I was a voracious reader as a child. Picture an elementary student walking home from school with a copy of Gone with the Wind held open in front of her face, high enough that she could both read and watch for upcoming curbs. Pulling books from decorative tableaus at Marie Calendar’s to keep herself occupied until the food arrived. Sitting in a corner at the family Christmas party with a pile of Time magazines at the age of seven. I was that kid. Reading was my very favorite escape, where I could imagine myself as Pipi Longstocking or Nancy Drew or Anne Shirley – strong and independent, quick to get into trouble and, after some quick thinking, certain to get myself out. I pictured my life as a series of found treasures, solved cases and long walks with Gilbert Blythe – an interesting but predictable life where problems are mere plot twists on the sure path to the storybook ending.
As I approached adulthood it became increasingly apparent that life is more beautiful and terrible than the books from my childhood would have me believe. My relationships, faith, and career were all messier than the romantic future I had once imagined. Resolution took its sweet time, and I was left with far more questions than answers. Sweet and simple books were fine for an airplane ride, but I was no longer naïve enough to believe that they could be used as roadmaps in my life plan. As a result, I stopped reading “stories” and turned instead to history, Christian apologetics, and stacks and stacks of self-help books.
Sweet and simple books were fine for an airplane ride, but I was no longer naïve enough to believe that they could be used as roadmaps in my life plan.
But Jesus liked to tell stories. They didn’t neatly fit into any literary archetype, and they can seem maddeningly incomplete. They are not meant to entertain us. But they do guide us, not by providing a simple map to a storybook ending, but by inviting us to consider the manner in which we are to journey.
Take the story of the Good Samaritan, for example. Jesus tells his followers to love their neighbors. Simple, right? But one testy listener asks Jesus to set some boundaries. Who exactly is my neighbor? Jesus could have said, “Well, Joe, you live on the east end of Templeview Drive, so I’d say your neighbors would be the Johnsons, the Millers, and that nice widow down on the corner.” But Jesus doesn’t make a simple checklist of who we are obligated to love. He tells a story about a guy who gets beat up, is ignored by his religious and political leaders, but is eventually helped by a guy who is (to put it mildly) an outsider.
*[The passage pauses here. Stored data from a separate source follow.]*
//! Field extraction: per-field method chains with validation and confidence.

pub mod methods;
pub mod patterns;
pub mod validation;

pub use methods::{run_method, MethodOutcome};
pub use validation::{matches_format, parse_number, validate_value, ValidationError};

use tracing::{debug, trace};

use crate::error::ErrorCode;
use crate::models::config::ExtractionConfig;
use crate::models::document::ExtractedDocument;
use crate::models::result::{
    AttemptOutcome, DocumentStatus, FieldExtractionResult, MethodAttempt, ValidationOutcome,
};
use crate::models::template::{FieldRule, Template};

/// Extracted fields of one document with their aggregate confidence.
#[derive(Debug, Clone, PartialEq)]
pub struct TemplateExtraction {
    pub fields: Vec<FieldExtractionResult>,
    /// Mean of per-field confidence; 0.0 for a template without fields.
    pub confidence: f64,
    pub status: DocumentStatus,
}

/// Resolves template field rules against an extracted document.
///
/// Each field's methods run in ascending priority; the first non-empty
/// value that passes validation wins and later methods are not tried.
#[derive(Debug, Clone, Default)]
pub struct FieldExtractionPipeline {
    config: ExtractionConfig,
}

impl FieldExtractionPipeline {
    pub fn new(config: ExtractionConfig) -> Self {
        Self { config }
    }

    /// Extract every field of `template`.
    pub fn extract(&self, template: &Template, doc: &ExtractedDocument) -> TemplateExtraction {
        let fields: Vec<FieldExtractionResult> = template
            .fields
            .iter()
            .map(|rule| self.extract_field(rule, doc))
            .collect();

        let confidence = if fields.is_empty() {
            0.0
        } else {
            fields.iter().map(|f| f.confidence).sum::<f64>() / fields.len() as f64
        };
        let status = field_status(&fields);

        debug!(
            "Template '{}': {}/{} fields extracted, confidence {:.2}, {:?}",
            template.id,
            fields.iter().filter(|f| f.is_success()).count(),
            fields.len(),
            confidence,
            status
        );

        TemplateExtraction {
            fields,
            confidence,
            status,
        }
    }

    /// Run the method chain of one field.
    pub fn extract_field(&self, rule: &FieldRule, doc: &ExtractedDocument) -> FieldExtractionResult {
        let mut attempts = Vec::with_capacity(rule.methods.len());

        for method in rule.ordered_methods() {
            let outcome = run_method(&method.spec, doc, self.config.default_proximity_window);
            trace!(
                "Field '{}' {:?} (priority {}): {:?}",
                rule.name,
                method.kind(),
                method.priority,
                outcome
            );

            let attempt = |outcome| MethodAttempt {
                method: method.kind(),
                priority: method.priority,
                outcome,
            };

            let value = match outcome {
                MethodOutcome::Value(value) => value,
                MethodOutcome::NoMatch => {
                    attempts.push(attempt(AttemptOutcome::NoMatch));
                    continue;
                }
                MethodOutcome::Skipped(reason) => {
                    attempts.push(attempt(AttemptOutcome::Skipped { reason }));
                    continue;
                }
                MethodOutcome::Error(message) => {
                    attempts.push(attempt(AttemptOutcome::Error { message }));
                    continue;
                }
            };

            let (validation, confidence) = match &rule.validation {
                None => (ValidationOutcome::NotConfigured, self.config.unvalidated_confidence),
                Some(check) => match validate_value(&value, check) {
                    Ok(()) => (ValidationOutcome::Passed, self.config.validated_confidence),
                    Err(e) => {
                        attempts.push(attempt(AttemptOutcome::ValidationFailed {
                            value,
                            reason: e.to_string(),
                        }));
                        continue;
                    }
                },
            };

            attempts.push(attempt(AttemptOutcome::Extracted));
            return FieldExtractionResult {
                field: rule.name.clone(),
                required: rule.required,
                value: Some(value),
                method: Some(method.kind()),
                confidence,
                validation,
                error: None,
                attempts,
            };
        }

        debug!("No extraction method succeeded for field '{}'", rule.name);
        FieldExtractionResult {
            field: rule.name.clone(),
            required: rule.required,
            value: None,
            method: None,
            confidence: 0.0,
            validation: ValidationOutcome::Failed,
            error: Some(ErrorCode::NoExtractionMethodSucceeded),
            attempts,
        }
    }
}

/// Document status from field results: every required field valid is
/// `Success`; a failed required field is `PartialSuccess` while any field
/// succeeded and `Failed` otherwise.
pub fn field_status(fields: &[FieldExtractionResult]) -> DocumentStatus {
    let required_failed = fields.iter().any(|f| f.required && !f.is_success());
    if !required_failed {
        DocumentStatus::Success
    } else if fields.iter().any(|f| f.is_success()) {
        DocumentStatus::PartialSuccess
    } else {
        DocumentStatus::Failed
    }
}
//! Positional text recovery from PDF content streams.
//!
//! Best-effort: glyph widths are estimated from the font size and string
//! bytes are decoded as UTF-16BE (with BOM) or Latin-1, which covers
//! simple-encoded fonts. Composite fonts yield no usable spans.

use lopdf::content::Content;
use lopdf::{Document, Object, ObjectId};
use tracing::trace;

use crate::models::document::TextSpan;

/// Default page height (US Letter) when no MediaBox is found.
const DEFAULT_PAGE_HEIGHT: f32 = 792.0;
/// Average glyph width as a fraction of the font size.
const GLYPH_WIDTH_RATIO: f32 = 0.5;
/// TJ adjustment (thousandths of an em) treated as a word gap.
const TJ_SPACE_THRESHOLD: f32 = 200.0;

#[derive(Debug, Clone, Copy)]
struct TextState {
    x: f32,
    y: f32,
    line_x: f32,
    line_y: f32,
    font_size: f32,
    scale: f32,
    leading: f32,
}

impl Default for TextState {
    fn default() -> Self {
        Self {
            x: 0.0,
            y: 0.0,
            line_x: 0.0,
            line_y: 0.0,
            font_size: 12.0,
            scale: 1.0,
            leading: 0.0,
        }
    }
}

impl TextState {
    fn begin_text(&mut self) {
        self.x = 0.0;
        self.y = 0.0;
        self.line_x = 0.0;
        self.line_y = 0.0;
        self.scale = 1.0;
    }

    fn move_line(&mut self, tx: f32, ty: f32) {
        self.line_x += tx;
        self.line_y += ty;
        self.x = self.line_x;
        self.y = self.line_y;
    }

    fn next_line(&mut self) {
        self.move_line(0.0, -self.leading);
    }

    fn effective_size(&self) -> f32 {
        (self.font_size * self.scale).abs().max(1.0)
    }
}

/// Extract positioned text spans for every page of `doc`.
pub(crate) fn extract_spans(doc: &Document) -> Vec<TextSpan> {
    let mut spans = Vec::new();

    for (page_num, page_id) in doc.get_pages() {
        let page_height = page_height(doc, page_id);
        let data = match doc.get_page_content(page_id) {
            Ok(data) => data,
            Err(e) => {
                trace!("No content stream on page {}: {}", page_num, e);
                continue;
            }
        };
        let content = match Content::decode(&data) {
            Ok(content) => content,
            Err(e) => {
                trace!("Cannot decode content of page {}: {}", page_num, e);
                continue;
            }
        };

        let mut state = TextState::default();
        for op in &content.operations {
            let operands = &op.operands;
            match op.operator.as_str() {
                "BT" => state.begin_text(),
                "Tf" => {
                    if let Some(size) = operands.get(1).and_then(number) {
                        state.font_size = size;
                    }
                }
                "TL" => {
                    if let Some(leading) = operands.first().and_then(number) {
                        state.leading = leading;
                    }
                }
                "Td" | "TD" => {
                    let tx = operands.first().and_then(number).unwrap_or(0.0);
                    let ty = operands.get(1).and_then(number).unwrap_or(0.0);
                    if op.operator == "TD" {
                        state.leading = -ty;
                    }
                    state.move_line(tx, ty);
                }
                "Tm" => {
                    if operands.len() >= 6 {
                        let d = number(&operands[3]).unwrap_or(1.0);
                        state.scale = if d == 0.0 { 1.0 } else { d };
                        state.line_x = number(&operands[4]).unwrap_or(0.0);
                        state.line_y = number(&operands[5]).unwrap_or(0.0);
                        state.x = state.line_x;
                        state.y = state.line_y;
                    }
                }
                "T*" => state.next_line(),
                "Tj" => {
                    if let Some(text) = operands.first().and_then(decode_string) {
                        push_span(&mut spans, &mut state, page_num, page_height, &text);
                    }
                }
                "'" => {
                    state.next_line();
                    if let Some(text) = operands.first().and_then(decode_string) {
                        push_span(&mut spans, &mut state, page_num, page_height, &text);
                    }
                }
                "\"" => {
                    state.next_line();
                    if let Some(text) = operands.get(2).and_then(decode_string) {
                        push_span(&mut spans, &mut state, page_num, page_height, &text);
                    }
                }
                "TJ" => {
                    if let Some(Object::Array(items)) = operands.first() {
                        let text = decode_tj_array(items);
                        push_span(&mut spans, &mut state, page_num, page_height, &text);
                    }
                }
                _ => {}
            }
        }
    }

    spans
}

fn push_span(
    spans: &mut Vec<TextSpan>,
    state: &mut TextState,
    page: u32,
    page_height: f32,
    text: &str,
) {
    let cleaned: String = text.chars().filter(|c| !c.is_control()).collect();
    let size = state.effective_size();
    let width = cleaned.chars().count() as f32 * size * GLYPH_WIDTH_RATIO;

    if !cleaned.trim().is_empty() {
        spans.push(TextSpan {
            page,
            x: state.x,
            // PDF user space has a bottom-left origin and y is the baseline.
            y: page_height - state.y - size,
            width,
            height: size,
            text: cleaned.trim().to_string(),
        });
    }
    state.x += width;
}

fn decode_tj_array(items: &[Object]) -> String {
    let mut text = String::new();
    for item in items {
        match item {
            Object::String(..) => {
                if let Some(part) = decode_string(item) {
                    text.push_str(&part);
                }
            }
            other => {
                if number(other).is_some_and(|adj| -adj > TJ_SPACE_THRESHOLD) {
                    text.push(' ');
                }
            }
        }
    }
    text
}

fn decode_string(obj: &Object) -> Option<String> {
    let Object::String(bytes, _) = obj else {
        return None;
    };

    if bytes.len() >= 2 && bytes[0] == 0xFE && bytes[1] == 0xFF {
        let units: Vec<u16> = bytes[2..]
            .chunks_exact(2)
            .map(|c| u16::from_be_bytes([c[0], c[1]]))
            .collect();
        return Some(String::from_utf16_lossy(&units));
    }

    Some(bytes.iter().map(|&b| b as char).collect())
}

fn number(obj: &Object) -> Option<f32> {
    match obj {
        Object::Integer(i) => Some(*i as f32),
        Object::Real(r) => Some(*r as f32),
        _ => None,
    }
}

/// Height of a page from its (possibly inherited) MediaBox.
fn page_height(doc: &Document, page_id: ObjectId) -> f32 {
    let mut node = doc.get_dictionary(page_id).ok();
    // Bounded walk up the page tree.
    for _ in 0..32 {
        let Some(dict) = node else { break };
        if let Ok(media_box) = dict.get(b"MediaBox") {
            let resolved = match media_box {
                Object::Reference(id) => doc.get_object(*id).ok(),
                other => Some(other),
            };
            if let Some(Object::Array(values)) = resolved {
                if values.len() == 4 {
                    let y0 = number(&values[1]).unwrap_or(0.0);
                    let y1 = number(&values[3]).unwrap_or(DEFAULT_PAGE_HEIGHT);
                    return (y1 - y0).abs();
                }
            }
        }
        node = match dict.get(b"Parent") {
            Ok(Object::Reference(parent)) => doc.get_dictionary(*parent).ok(),
            _ => None,
        };
    }
    DEFAULT_PAGE_HEIGHT
}

#[cfg(test)]
mod tests {
    use super::*;
    use lopdf::StringFormat;

    #[test]
    fn test_decode_tj_array_inserts_gaps() {
        let items = vec![
            Object::String(b"Incident".to_vec(), StringFormat::Literal),
            Object::Integer(-250),
            Object::String(b"ID".to_vec(), StringFormat::Literal),
            Object::Integer(-20),
            Object::String(b":".to_vec(), StringFormat::Literal),
        ];
        assert_eq!(decode_tj_array(&items), "Incident ID:");
    }

    #[test]
    fn test_decode_utf16_string() {
        let obj = Object::String(vec![0xFE, 0xFF, 0x00, 0x41, 0x00, 0x42], StringFormat::Hexadecimal);
        assert_eq!(decode_string(&obj).as_deref(), Some("AB"));
    }

    #[test]
    fn test_push_span_flips_y() {
        let mut spans = Vec::new();
        let mut state = TextState { font_size: 10.0, ..Default::default() };
        state.move_line(72.0, 700.0);
        push_span(&mut spans, &mut state, 1, 792.0, "Hello");

        assert_eq!(spans.len(), 1);
        assert_eq!(spans[0].x, 72.0);
        assert_eq!(spans[0].y, 82.0);
        assert_eq!(spans[0].width, 25.0);
        assert_eq!(state.x, 97.0);
    }
}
We don’t know if the man ever heals. We don’t know if he goes on to change his mind about Samaritans. We don’t know if the robbers who roughed him up ever faced charges. But that’s not the point of the story. Jesus turns the question back to us. “Who was this man’s neighbor?” He knows that we won’t effectively apply his truths to our lives until we have wrestled with difficult questions ourselves.
In my mid-thirties I started reading fiction again. I joined a book club with smart, thoughtful, faithful women. I took my daughters to the library each week and brought home my own book bag. The books I read weren’t necessarily tidy. The characters were flawed, like me. They didn’t all have happy endings, but they forced me to consider the questions that the Holy Spirit had placed in my head and on my heart.
Some of the books that have been the most helpful are the following:
Peace Like a River, by Leif Enger – Do I believe in miracles? How does my answer change the way I pray?
The Power of One, by Bryce Courtenay – How might God be redeeming past suffering in my life?
The Horse and His Boy, by C.S. Lewis – Where is God when I feel scared or alone?
The Harry Potter series, by J.K. Rowling – Who are my heroes? What it is about their characters that make them admirable?
My Name is Asher Lev, by Chaim Potok – What is the relationship between truth and beauty? Can one exist without the other?
Rebecca, by Daphne du Maurier – How might my insecurities be holding me back from the rich, full life that God has for me?
I love that our God does more than speak to us through lists of right and wrong. The author and perfecter of our faith invites us to enter his story through stories. For that I am deeply grateful.